AIG's lead banks coordinate message

NEW YORK, May 24 (IFR) - Having cleared the decks for the government to recoup its investment, American International Group is in the final leg of the stock sale that could net as much as $10.2bn. The sheer size of the 300m share offering relative to a scant public float and investor uncertainty with operational targets set forth by the insurer are weighing on deal execution.

AIG (AIG.N) shares are down 40 cents, or 1.2%, to $29.58, in midday trading today. Pricing is expected to come this evening to come at a slight discount to last sale.

Bank of America Merrill Lynch, Goldman Sachs and JP Morgan, the active leads, have indicated that investors have expressed interest within the $29-$30 context, though there is price sensitivity within that context. The book is covered within that range, according to sources at more junior levels of the underwriting syndicate.

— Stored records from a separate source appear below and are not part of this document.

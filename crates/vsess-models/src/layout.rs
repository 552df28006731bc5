//! Output layouts for rendered artifacts.

use schemars::JsonSchema;
use serde::{Deserialize, Serialize};
use std::fmt;
use std::str::FromStr;

use crate::rect::ClampedCrop;

/// Intermediate size the crop is scaled to before panel rearrangement.
pub const PANEL_SOURCE_WIDTH: u32 = 512;
pub const PANEL_SOURCE_HEIGHT: u32 = 256;

/// Final size of the panel layout.
pub const PANEL_OUTPUT_WIDTH: u32 = 384;
pub const PANEL_OUTPUT_HEIGHT: u32 = 256;

/// How cropped frames are laid out in the output video.
#[derive(Debug, Clone, Copy, PartialEq, Eq, Hash, Serialize, Deserialize, JsonSchema, Default)]
#[serde(rename_all = "snake_case")]
pub enum OutputLayout {
    /// Output frames are exactly the clamped crop.
    #[default]
    Crop,
    /// Crop scaled to 512x256, then rearranged into a 384x256 panel.
    Panel384,
}

impl OutputLayout {
    pub fn as_str(&self) -> &'static str {
        match self {
            OutputLayout::Crop => "crop",
            OutputLayout::Panel384 => "panel384",
        }
    }

    /// Output frame size for a crop rendered with this layout.
    pub fn output_size(&self, crop: &ClampedCrop) -> (u32, u32) {
        match self {
            OutputLayout::Crop => (crop.width, crop.height),
            OutputLayout::Panel384 => (PANEL_OUTPUT_WIDTH, PANEL_OUTPUT_HEIGHT),
        }
    }
}

impl fmt::Display for OutputLayout {
    fn fmt(&self, f: &mut fmt::Formatter<'_>) -> fmt::Result {
        write!(f, "{}", self.as_str())
    }
}

impl FromStr for OutputLayout {
    type Err = String;

    fn from_str(s: &str) -> Result<Self, Self::Err> {
        match s.trim().to_ascii_lowercase().as_str() {
            "crop" | "" => Ok(OutputLayout::Crop),
            "panel384" | "panel_384" => Ok(OutputLayout::Panel384),
            other => Err(format!("unknown layout '{}'", other)),
        }
    }
}

#[cfg(test)]
mod tests {
    use super::*;

    #[test]
    fn test_layout_parse() {
        assert_eq!("crop".parse::<OutputLayout>().unwrap(), OutputLayout::Crop);
        assert_eq!("Panel384".parse::<OutputLayout>().unwrap(), OutputLayout::Panel384);
        assert!("mosaic".parse::<OutputLayout>().is_err());
    }

    #[test]
    fn test_layout_serde() {
        let layout: OutputLayout = serde_json::from_str("\"panel384\"").unwrap();
        assert_eq!(layout, OutputLayout::Panel384);
        assert_eq!(serde_json::to_string(&OutputLayout::Crop).unwrap(), "\"crop\"");
    }

    #[test]
    fn test_output_size() {
        let crop = ClampedCrop {
            x: 0,
            y: 0,
            width: 101,
            height: 57,
        };
        assert_eq!(OutputLayout::Crop.output_size(&crop), (101, 57));
        assert_eq!(OutputLayout::Panel384.output_size(&crop), (384, 256));
    }
}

“The actives are controlling the information,” said one source. “I suspect they have some very large orders and they are trying to convince some of those investors to lift their limits. It’s unusual on secondary sale to go out with information on demand this early.”

The Treasury is selling 200m shares on the base deal, and an additional 45m shares as part of the underwriter’s over-allotment option. A full sale would reduce the government’s holding to 1.4bn shares, suggesting it could take years to recoup its investment.

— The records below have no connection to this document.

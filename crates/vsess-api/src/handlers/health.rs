//! Liveness and readiness probes.

use axum::extract::State;
use axum::http::StatusCode;
use axum::response::{IntoResponse, Response};
use axum::Json;
use chrono::Utc;
use serde::Serialize;

use crate::services::ReadinessReport;
use crate::state::AppState;

#[derive(Serialize)]
pub struct HealthResponse {
    pub status: &'static str,
    pub version: &'static str,
    pub timestamp: String,
}

/// GET /health, GET /healthz
pub async fn health() -> Json<HealthResponse> {
    Json(HealthResponse {
        status: "healthy",
        version: env!("CARGO_PKG_VERSION"),
        timestamp: Utc::now().to_rfc3339(),
    })
}

#[derive(Serialize)]
pub struct ReadinessResponse {
    pub status: &'static str,
    pub checks: ReadinessChecks,
}

#[derive(Serialize)]
pub struct ReadinessChecks {
    pub ffmpeg: CheckStatus,
    pub storage: CheckStatus,
}

#[derive(Serialize)]
pub struct CheckStatus {
    pub status: &'static str,
    #[serde(skip_serializing_if = "Option::is_none")]
    pub error: Option<String>,
}

impl From<Result<(), String>> for CheckStatus {
    fn from(result: Result<(), String>) -> Self {
        let error = result.err();
        Self {
            status: if error.is_none() { "ok" } else { "error" },
            error,
        }
    }
}

impl From<ReadinessReport> for ReadinessResponse {
    fn from(report: ReadinessReport) -> Self {
        Self {
            status: if report.is_ready() { "ready" } else { "degraded" },
            checks: ReadinessChecks {
                ffmpeg: report.toolkit.into(),
                storage: report.storage.into(),
            },
        }
    }
}

/// GET /ready
///
/// 503 until FFmpeg is installed and the storage root is writable.
pub async fn ready(State(state): State<AppState>) -> Response {
    let report = state.session.readiness().await;
    let status = if report.is_ready() {
        StatusCode::OK
    } else {
        StatusCode::SERVICE_UNAVAILABLE
    };

    (status, Json(ReadinessResponse::from(report))).into_response()
}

To breakeven, the government would need to sell at average prices of $28.72. The Treasury is reluctant to sell at prices below its cost basis, according to sources.

    Yet include 100m shares that the company is itself selling and AIG’s free float would stand at just over 25%, from 7.4% currently. The overhang from additional sales is one factor weighing on deal execution.

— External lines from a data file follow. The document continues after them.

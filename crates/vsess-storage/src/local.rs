//! Local filesystem store.
//!
//! Layout under the storage root:
//!
//! ```text
//! uploads/    source videos, one file per asset, never modified
//! staging/    renders in progress, private to the service
//! artifacts/  published renders, served by name
//! ```
//!
//! `staging/` and `artifacts/` live under the same root so publication is a
//! rename.

use std::path::{Path, PathBuf};
use tokio::fs::{self, File};
use tokio::io::{AsyncWriteExt, BufWriter};
use tracing::{debug, info, warn};

use vsess_models::{file_extension, is_safe_file_name, ArtifactName, AssetId};

use crate::error::{StorageError, StorageResult};
use crate::fs_utils::{move_file, remove_if_exists};

const UPLOADS_DIR: &str = "uploads";
const STAGING_DIR: &str = "staging";
const ARTIFACTS_DIR: &str = "artifacts";

/// Suffix of in-progress renders inside the staging directory.
const STAGING_SUFFIX: &str = ".part";

/// A source file that has been fully written to the uploads directory.
#[derive(Debug, Clone, PartialEq, Eq)]
pub struct StoredUpload {
    pub id: AssetId,
    /// File name inside the uploads directory
    pub file_name: String,
    pub path: PathBuf,
    pub size_bytes: u64,
}

/// Local storage for uploads and artifacts.
#[derive(Debug, Clone)]
pub struct LocalStore {
    root: PathBuf,
    uploads: PathBuf,
    staging: PathBuf,
    artifacts: PathBuf,
}

impl LocalStore {
    /// Open the store, creating its directories if needed.
    pub async fn open(root: impl AsRef<Path>) -> StorageResult<Self> {
        let root = root.as_ref().to_path_buf();
        let store = Self {
            uploads: root.join(UPLOADS_DIR),
            staging: root.join(STAGING_DIR),
            artifacts: root.join(ARTIFACTS_DIR),
            root,
        };

        for dir in [&store.uploads, &store.staging, &store.artifacts] {
            fs::create_dir_all(dir).await?;
        }

        info!("Opened local store at {}", store.root.display());
        Ok(store)
    }

    /// Stored file name for an upload of `id` whose client name was `filename`.
    ///
    /// Only the extension of the client name is kept; it helps FFmpeg pick
    /// a demuxer for containers without a clear signature.
    pub fn source_file_name(id: &AssetId, filename: &str) -> String {
        match file_extension(filename) {
            Some(ext) => format!("{}.{}", id, ext),
            None => id.to_string(),
        }
    }

    /// Path of a stored upload.
    pub fn source_path(&self, file_name: &str) -> StorageResult<PathBuf> {
        if !is_safe_file_name(file_name) {
            return Err(StorageError::invalid_name(file_name));
        }
        Ok(self.uploads.join(file_name))
    }

    /// Start writing a new upload for `id`.
    pub async fn create_upload(&self, id: &AssetId, filename: &str) -> StorageResult<UploadWriter> {
        let file_name = Self::source_file_name(id, filename);
        let path = self.source_path(&file_name)?;

        let file = fs::OpenOptions::new()
            .write(true)
            .create_new(true)
            .open(&path)
            .await?;

        debug!("Receiving upload into {}", path.display());
        Ok(UploadWriter {
            id: id.clone(),
            file_name,
            path,
            writer: BufWriter::new(file),
            written: 0,
        })
    }

    /// Delete a stored upload. Missing files are not an error.
    pub async fn discard_upload(&self, file_name: &str) -> StorageResult<()> {
        let path = self.source_path(file_name)?;
        if remove_if_exists(&path).await? {
            debug!("Discarded upload {}", file_name);
        }
        Ok(())
    }

    /// Every complete upload in the uploads directory.
    ///
    /// Files whose stem is not an asset id are skipped.
    pub async fn list_uploads(&self) -> StorageResult<Vec<StoredUpload>> {
        let mut uploads = Vec::new();
        let mut entries = fs::read_dir(&self.uploads).await?;

        while let Some(entry) = entries.next_entry().await? {
            let metadata = entry.metadata().await?;
            if !metadata.is_file() {
                continue;
            }
            let Some(file_name) = entry.file_name().to_str().map(str::to_string) else {
                continue;
            };
            let stem = file_name.split_once('.').map_or(file_name.as_str(), |(s, _)| s);
            let Some(id) = AssetId::parse(stem) else {
                warn!("Skipping unrecognised file in uploads: {}", file_name);
                continue;
            };

            uploads.push(StoredUpload {
                id,
                path: entry.path(),
                file_name,
                size_bytes: metadata.len(),
            });
        }

        uploads.sort_by(|a, b| a.file_name.cmp(&b.file_name));
        Ok(uploads)
    }

    /// Path a render of `name` writes to before publication.
    pub fn staging_path(&self, name: &ArtifactName) -> PathBuf {
        self.staging.join(format!("{}{}", name, STAGING_SUFFIX))
    }

    /// Remove a staging file. Missing files are not an error.
    pub async fn discard_staging(&self, name: &ArtifactName) -> StorageResult<()> {
        remove_if_exists(self.staging_path(name)).await?;
        Ok(())
    }

    /// Remove every leftover staging file, returning how many were removed.
    pub async fn sweep_staging(&self) -> StorageResult<usize> {
        let mut removed = 0;
        let mut entries = fs::read_dir(&self.staging).await?;

        while let Some(entry) = entries.next_entry().await? {
            if entry.file_type().await?.is_file() && remove_if_exists(entry.path()).await? {
                removed += 1;
            }
        }

        if removed > 0 {
            info!("Removed {} stale staging files", removed);
        }
        Ok(removed)
    }

    /// Path of a published artifact.
    pub fn artifact_path(&self, name: &ArtifactName) -> PathBuf {
        self.artifacts.join(name.as_str())
    }

    /// Move a finished render from staging into the artifacts directory.
    ///
    /// Returns the published size in bytes.
    pub async fn publish_artifact(&self, name: &ArtifactName) -> StorageResult<u64> {
        let staged = self.staging_path(name);
        let size = fs::metadata(&staged)
            .await
            .map_err(|e| StorageError::publish_failed(format!("staged render missing: {}", e)))?
            .len();
        if size == 0 {
            return Err(StorageError::publish_failed("staged render is empty"));
        }

        move_file(&staged, self.artifact_path(name)).await?;
        info!("Published artifact {} ({} bytes)", name, size);
        Ok(size)
    }

    /// Open a published artifact for reading.
    pub async fn open_artifact(&self, name: &ArtifactName) -> StorageResult<(File, u64)> {
        let path = self.artifact_path(name);
        let file = match File::open(&path).await {
            Ok(file) => file,
            Err(e) if e.kind() == std::io::ErrorKind::NotFound => {
                return Err(StorageError::not_found(name.as_str()));
            }
            Err(e) => return Err(e.into()),
        };

        let metadata = file.metadata().await?;
        if !metadata.is_file() {
            return Err(StorageError::not_found(name.as_str()));
        }
        Ok((file, metadata.len()))
    }

    /// Published artifacts derived from `id`.
    pub async fn list_artifacts_for(&self, id: &AssetId) -> StorageResult<Vec<ArtifactName>> {
        let mut names = Vec::new();
        let mut entries = fs::read_dir(&self.artifacts).await?;

        while let Some(entry) = entries.next_entry().await? {
            let Some(file_name) = entry.file_name().to_str().map(str::to_string) else {
                continue;
            };
            if let Ok(name) = ArtifactName::parse(&file_name) {
                if name.belongs_to(id) {
                    names.push(name);
                }
            }
        }

        names.sort_by(|a, b| a.as_str().cmp(b.as_str()));
        Ok(names)
    }

    /// Delete a published artifact. Missing files are not an error.
    pub async fn remove_artifact(&self, name: &ArtifactName) -> StorageResult<()> {
        remove_if_exists(self.artifact_path(name)).await?;
        Ok(())
    }

    /// Check that the store can create files.
    pub async fn check_writable(&self) -> StorageResult<()> {
        let probe = self.staging.join(".write-check");
        fs::write(&probe, b"ok").await?;
        fs::remove_file(&probe).await?;
        Ok(())
    }
}

/// Streams an upload to disk chunk by chunk.
#[derive(Debug)]
pub struct UploadWriter {
    id: AssetId,
    file_name: String,
    path: PathBuf,
    writer: BufWriter<File>,
    written: u64,
}

impl UploadWriter {
    /// Append a chunk.
    pub async fn write_chunk(&mut self, chunk: &[u8]) -> StorageResult<()> {
        self.writer.write_all(chunk).await?;
        self.written += chunk.len() as u64;
        Ok(())
    }

    /// Bytes written so far.
    pub fn written(&self) -> u64 {
        self.written
    }

    pub fn file_name(&self) -> &str {
        &self.file_name
    }

    /// Flush and close the file. The file is deleted if it cannot be synced.
    pub async fn finish(mut self) -> StorageResult<StoredUpload> {
        let synced = match self.writer.flush().await {
            Ok(()) => self.writer.get_mut().sync_all().await,
            Err(e) => Err(e),
        };
        if let Err(e) = synced {
            warn!("Failed to sync upload {}: {}", self.path.display(), e);
            if let Err(cleanup) = self.abort().await {
                warn!("Failed to remove unsynced upload: {}", cleanup);
            }
            return Err(e.into());
        }

        Ok(StoredUpload {
            id: self.id,
            file_name: self.file_name,
            path: self.path,
            size_bytes: self.written,
        })
    }

    /// Close and delete the partial file.
    pub async fn abort(self) -> StorageResult<()> {
        let path = self.path;
        drop(self.writer);
        remove_if_exists(&path).await?;
        debug!("Aborted upload {}", path.display());
        Ok(())
    }
}

#[cfg(test)]
mod tests {
    use super::*;
    use tempfile::TempDir;

    async fn store() -> (TempDir, LocalStore) {
        let dir = TempDir::new().unwrap();
        let store = LocalStore::open(dir.path()).await.unwrap();
        (dir, store)
    }

    #[test]
    fn test_source_file_name() {
        let id = AssetId::parse("67e55044-10b1-426f-9247-bb680e5fe0c8").unwrap();
        assert_eq!(
            LocalStore::source_file_name(&id, "clip.MP4"),
            "67e55044-10b1-426f-9247-bb680e5fe0c8.mp4"
        );
        assert_eq!(
            LocalStore::source_file_name(&id, "video"),
            "67e55044-10b1-426f-9247-bb680e5fe0c8"
        );
    }

    #[tokio::test]
    async fn test_upload_roundtrip() {
        let (_dir, store) = store().await;
        let id = AssetId::new();

        let mut writer = store.create_upload(&id, "clip.mp4").await.unwrap();
        writer.write_chunk(b"hello ").await.unwrap();
        writer.write_chunk(b"world").await.unwrap();
        assert_eq!(writer.written(), 11);
        let upload = writer.finish().await.unwrap();

        assert_eq!(upload.size_bytes, 11);
        assert_eq!(fs::read(&upload.path).await.unwrap(), b"hello world");

        let listed = store.list_uploads().await.unwrap();
        assert_eq!(listed, vec![upload.clone()]);

        store.discard_upload(&upload.file_name).await.unwrap();
        assert!(!upload.path.exists());
        assert!(store.list_uploads().await.unwrap().is_empty());
    }

    #[tokio::test]
    async fn test_abort_removes_partial_upload() {
        let (_dir, store) = store().await;
        let id = AssetId::new();

        let mut writer = store.create_upload(&id, "clip.mp4").await.unwrap();
        writer.write_chunk(b"partial").await.unwrap();
        let path = store.source_path(writer.file_name()).unwrap();
        writer.abort().await.unwrap();

        assert!(!path.exists());
    }

    #[tokio::test]
    async fn test_list_uploads_skips_foreign_files() {
        let (dir, store) = store().await;
        fs::write(dir.path().join("uploads").join("notes.txt"), b"x")
            .await
            .unwrap();
        assert!(store.list_uploads().await.unwrap().is_empty());
    }

    #[test]
    fn test_source_path_rejects_traversal() {
        let store = LocalStore {
            root: PathBuf::from("/data"),
            uploads: PathBuf::from("/data/uploads"),
            staging: PathBuf::from("/data/staging"),
            artifacts: PathBuf::from("/data/artifacts"),
        };
        assert!(store.source_path("../secret").is_err());
        assert!(store.source_path("a/b").is_err());
    }

    #[tokio::test]
    async fn test_publish_artifact() {
        let (_dir, store) = store().await;
        let name = ArtifactName::generate(&AssetId::new());

        // Not visible before publication
        fs::write(store.staging_path(&name), b"mp4 data").await.unwrap();
        assert!(matches!(
            store.open_artifact(&name).await,
            Err(StorageError::NotFound(_))
        ));

        let size = store.publish_artifact(&name).await.unwrap();
        assert_eq!(size, 8);
        assert!(!store.staging_path(&name).exists());

        let (_file, len) = store.open_artifact(&name).await.unwrap();
        assert_eq!(len, 8);
    }

    #[tokio::test]
    async fn test_publish_without_render_fails() {
        let (_dir, store) = store().await;
        let name = ArtifactName::generate(&AssetId::new());

        assert!(store.publish_artifact(&name).await.is_err());

        fs::write(store.staging_path(&name), b"").await.unwrap();
        assert!(store.publish_artifact(&name).await.is_err());
        assert!(!store.artifact_path(&name).exists());
    }

    #[tokio::test]
    async fn test_sweep_staging() {
        let (_dir, store) = store().await;
        let name = ArtifactName::generate(&AssetId::new());
        fs::write(store.staging_path(&name), b"partial").await.unwrap();

        assert_eq!(store.sweep_staging().await.unwrap(), 1);
        assert_eq!(store.sweep_staging().await.unwrap(), 0);
    }

    #[tokio::test]
    async fn test_list_and_remove_artifacts() {
        let (_dir, store) = store().await;
        let id = AssetId::new();
        let other = AssetId::new();

        let mine = ArtifactName::generate(&id);
        let theirs = ArtifactName::generate(&other);
        for name in [&mine, &theirs] {
            fs::write(store.staging_path(name), b"data").await.unwrap();
            store.publish_artifact(name).await.unwrap();
        }

        assert_eq!(store.list_artifacts_for(&id).await.unwrap(), vec![mine.clone()]);

        store.remove_artifact(&mine).await.unwrap();
        assert!(store.list_artifacts_for(&id).await.unwrap().is_empty());
        assert_eq!(store.list_artifacts_for(&other).await.unwrap(), vec![theirs]);
    }

    #[tokio::test]
    async fn test_check_writable() {
        let (_dir, store) = store().await;
        store.check_writable().await.unwrap();
    }
}
//! Filename helpers shared by the storage and API crates.

/// Longest filename kept after sanitising.
const MAX_FILENAME_LEN: usize = 128;

/// Reduce an uploaded filename to a safe ASCII form.
///
/// Path components are dropped, whitespace becomes `_`, and anything outside
/// `[A-Za-z0-9._-]` is removed. Leading dots are stripped so the result is
/// never hidden or relative. Returns `"video"` if nothing usable remains.
pub fn sanitize_filename(name: &str) -> String {
    let base = name.rsplit(['/', '\\']).next().unwrap_or_default();

    let cleaned: String = base
        .split_whitespace()
        .collect::<Vec<_>>()
        .join("_")
        .chars()
        .filter(|c| c.is_ascii_alphanumeric() || matches!(c, '.' | '_' | '-'))
        .collect();

    let cleaned = cleaned.trim_start_matches(['.', '_']);
    let cleaned: String = cleaned.chars().take(MAX_FILENAME_LEN).collect();

    if cleaned.is_empty() {
        "video".to_string()
    } else {
        cleaned
    }
}

/// Whether `name` is a plain file name that is safe to join onto a directory.
pub fn is_safe_file_name(name: &str) -> bool {
    !name.is_empty()
        && name.len() <= 255
        && !name.starts_with('.')
        && !name.contains("..")
        && name
            .chars()
            .all(|c| c.is_ascii_alphanumeric() || matches!(c, '.' | '_' | '-'))
}

/// Lower-cased extension of a sanitised filename, if it looks like one.
pub fn file_extension(name: &str) -> Option<String> {
    let (stem, ext) = name.rsplit_once('.')?;
    if stem.is_empty() || ext.is_empty() || ext.len() > 8 {
        return None;
    }
    ext.chars()
        .all(|c| c.is_ascii_alphanumeric())
        .then(|| ext.to_ascii_lowercase())
}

    Investors are also concerned over whether AIG will be able to hit operational targets outlined earlier this month by management in its quarterly report. Among those goals, the company is targeting return on equity of above 10% by 2015, from 6.2% in 2010, and mid-teens annual percentage growth in earnings through 2015, from $2.62 reported in 2010.

    If the targets are achieved, AIG is a bargain. At current prices, the insurer’s shares trade at just under two-thirds of book value.

    “There is a show-me attitude toward the business going forward,” said an ECM banker. “Cheap has its lumps,” he added, alluding to potential operational pitfalls going forward.